I had the pleasure of seeing Medowlark Lemon along with other with other former members of the legendary 'Trotters in a charity game for the victims of and families of the Imperial Sugar refinery explosion of last year against local radio and television personalities, fire fighters, clergy and others here in Savannah. Although a serious cause, it turned out to be a very fun event. If you're wondering if I played by the way, sadly I didn't nor couldn't. Although we had others from the radio stations involved, I couldn't due to my stupid kidneys. I would have done anything I could have to at least said I got jammed by a Globetrotter and even threatened to run home, grab my jeans shorts and hi-tops and taken the court. It would have also involve an oxygen tank as soon as I made it to half court as well, so I cheered. For both sides. I wore my station shirt, but underneath I wore my limited edition Harlem Globetrotters long t-shirt from FUBU. I'm sorry but if my brother played for the Washington Generals, I wouldn't root for him either. It's a good thing this game is for a good cause, otherwise I don't know those bums.

Crystal and I working on pregame strategies. By the way, the socks she's wearing are mine, so I was kinda sorta in the game.

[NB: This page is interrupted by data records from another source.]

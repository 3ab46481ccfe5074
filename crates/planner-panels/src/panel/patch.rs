//! Partial panel state

use super::{DockPosition, PanelState};
use crate::math::{Size, Vec2};
use crate::types::GroupId;
use serde::{Deserialize, Serialize};

/// A subset of [`PanelState`] fields.
///
/// Used for `update_panel_state` merge-patches, for workspace preset
/// snapshots and for imported/persisted panel entries. `None` means "leave
/// the field alone". The nullable fields use a double option so a patch can
/// explicitly clear them: `Some(None)` undocks / ungroups.
#[derive(Clone, Debug, Default, PartialEq, Serialize, Deserialize)]
#[serde(rename_all = "camelCase")]
pub struct PanelPatch {
    #[serde(default, skip_serializing_if = "Option::is_none")]
    pub position: Option<Vec2>,
    #[serde(default, skip_serializing_if = "Option::is_none")]
    pub size: Option<Size>,
    #[serde(default, skip_serializing_if = "Option::is_none")]
    pub is_visible: Option<bool>,
    #[serde(default, skip_serializing_if = "Option::is_none")]
    pub is_minimized: Option<bool>,
    #[serde(default, skip_serializing_if = "Option::is_none")]
    pub z_index: Option<i64>,
    #[serde(default, skip_serializing_if = "Option::is_none")]
    pub is_docked: Option<bool>,
    #[serde(
        default,
        skip_serializing_if = "Option::is_none",
        deserialize_with = "crate::serde_helpers::double_option"
    )]
    pub dock_position: Option<Option<DockPosition>>,
    #[serde(
        default,
        skip_serializing_if = "Option::is_none",
        deserialize_with = "crate::serde_helpers::double_option"
    )]
    pub group_id: Option<Option<GroupId>>,
    #[serde(default, skip_serializing_if = "Option::is_none")]
    pub is_snapped: Option<bool>,
}

impl PanelPatch {
    /// Patch that only moves the panel
    pub fn position(position: Vec2) -> Self {
        Self {
            position: Some(position),
            ..Default::default()
        }
    }

    /// Preset snapshot: geometry, visibility and dock state
    pub fn snapshot(state: &PanelState) -> Self {
        Self {
            position: Some(state.position),
            size: Some(state.size),
            is_visible: Some(state.is_visible),
            is_minimized: Some(state.is_minimized),
            is_docked: Some(state.is_docked),
            dock_position: Some(state.dock_position),
            ..Default::default()
        }
    }

    /// Workspace layout snapshot: a preset snapshot plus group membership
    pub fn snapshot_with_group(state: &PanelState) -> Self {
        Self {
            group_id: Some(state.group_id.clone()),
            ..Self::snapshot(state)
        }
    }

    /// Full patch carrying every field of `state`
    pub fn from_state(state: &PanelState) -> Self {
        Self {
            z_index: Some(state.z_index),
            is_snapped: Some(state.is_snapped),
            ..Self::snapshot_with_group(state)
        }
    }

    /// Copy of this patch without the group field
    pub fn without_group(&self) -> Self {
        Self {
            group_id: None,
            ..self.clone()
        }
    }

    /// Write every field except `group_id` into `state`.
    ///
    /// Group membership has a cross-panel invariant, so the store applies
    /// that field itself through its group operations.
    pub(crate) fn apply_local(&self, state: &mut PanelState) {
        if let Some(position) = self.position {
            state.position = position;
        }
        if let Some(size) = self.size {
            state.size = size;
        }
        if let Some(visible) = self.is_visible {
            state.is_visible = visible;
        }
        if let Some(minimized) = self.is_minimized {
            state.is_minimized = minimized;
        }
        if let Some(z_index) = self.z_index {
            state.z_index = z_index;
        }
        if let Some(docked) = self.is_docked {
            state.is_docked = docked;
        }
        if let Some(dock_position) = self.dock_position {
            state.dock_position = dock_position;
        }
        if let Some(snapped) = self.is_snapped {
            state.is_snapped = snapped;
        }
    }
}

#[cfg(test)]
mod tests {
    use super::*;
    use crate::panel::PanelConfig;

    fn state() -> PanelState {
        let config = PanelConfig::new(
            "materials",
            "Materials",
            "palette",
            Vec2::new(40.0, 60.0),
            Size::new(300.0, 420.0),
        );
        PanelState::from_config(&config, 1000)
    }

    #[test]
    fn test_apply_local_only_touches_set_fields() {
        let mut s = state();
        let patch = PanelPatch {
            position: Some(Vec2::new(5.0, 6.0)),
            is_docked: Some(true),
            dock_position: Some(Some(DockPosition::Top)),
            group_id: Some(Some("group-1".to_string())),
            ..Default::default()
        };
        patch.apply_local(&mut s);

        assert_eq!(s.position, Vec2::new(5.0, 6.0));
        assert_eq!(s.size, Size::new(300.0, 420.0));
        assert!(s.is_docked);
        assert_eq!(s.dock_position, Some(DockPosition::Top));
        // group is applied by the store, not here
        assert_eq!(s.group_id, None);
    }

    #[test]
    fn test_snapshot_fields() {
        let s = state();
        let snap = PanelPatch::snapshot(&s);
        assert_eq!(snap.position, Some(s.position));
        assert_eq!(snap.dock_position, Some(None));
        assert_eq!(snap.z_index, None);
        assert_eq!(snap.group_id, None);

        let with_group = PanelPatch::snapshot_with_group(&s);
        assert_eq!(with_group.group_id, Some(None));
    }

    #[test]
    fn test_patch_json_null_clears() {
        let patch: PanelPatch =
            serde_json::from_str(r#"{"dockPosition": null, "isDocked": false}"#).unwrap();
        assert_eq!(patch.dock_position, Some(None));
        assert_eq!(patch.group_id, None);

        let mut s = state();
        s.is_docked = true;
        s.dock_position = Some(DockPosition::Left);
        patch.apply_local(&mut s);
        assert!(!s.is_docked);
        assert_eq!(s.dock_position, None);
    }

    #[test]
    fn test_full_state_parses_as_patch() {
        let s = state();
        let json = serde_json::to_string(&s).unwrap();
        let patch: PanelPatch = serde_json::from_str(&json).unwrap();
        assert_eq!(patch, PanelPatch::from_state(&s));
    }
}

Watching Medowlark and the other Harlem All Stars took me back to what most would call "a simpler time", that being childhood, which is never "simple" in the first place. In my day, you were either a fan of the 'Trotters or not. If you were "not", you were hated despised and possibly stoned to death. I was one of the smart ones. I followed the team first on television as I saw their first cartoon show on Saturday Mornings. These guys were so good, they had an old lady driving them around while continuing to dribble a basketball out of a moving vehicle. Plus, all the tricks they did on the cartoon court somehow came to life on the real court, other than going head to head with robots and pirates. Still, if anybody could out shoot, out dribble, out anything the Medowlark and the Globetrotters could do it, even becoming the first African-Americans to have their own Saturday Morning show.

I was very lucky to talk to Mr, Lemon a few times before the game, once when I was entering the Savannah Civic Center and saw the great man signing autographs and got to shake the hand of the man who made my days just a little bit better when I saw him on the black and white screen. He was just a bit older now, but he still had that great smile and that twinkle in his eye that he carried with him around the world. I told him that I was finally blessed to meet him and was humbled by his presence. He told me "thank you", but to me he seemed humbled that so many people still remember those good days and still honor him for all his work.

Later at a reception with all the game players, I was told by the radio station's marketing director that one of our fellow players had decided that since he showed up for practice after he volunteered to play, he'd go home. Truthfully, I was pissed. How dare you agree to do something for charity and then turn around and walk away from it, I told the marketing director. Surprisingly, Medowlark was standing right next to me and overheard what I said. He asked me what was wrong and I explained to him the situation. He looked at me, but his hand on my shoulder and said, "That's okay, man. You're here and that's good enough." There's been moments where I just want to stop being a man and become a boy just once more so if I cry people would understand when the man you look up to let's you know everything is going to be alright. For just a moment, I forgot about something stupid someone else had done and nearly returned to being myself at ten years old seeing my hero in real life at the Civic Center in his prime with all his teammates. Curly, Goose, Marcus, Gator and the rest. It took everything I had to return to being 42 and holding back the mist in my eyes so Medowlark wouldn't see me want to cry.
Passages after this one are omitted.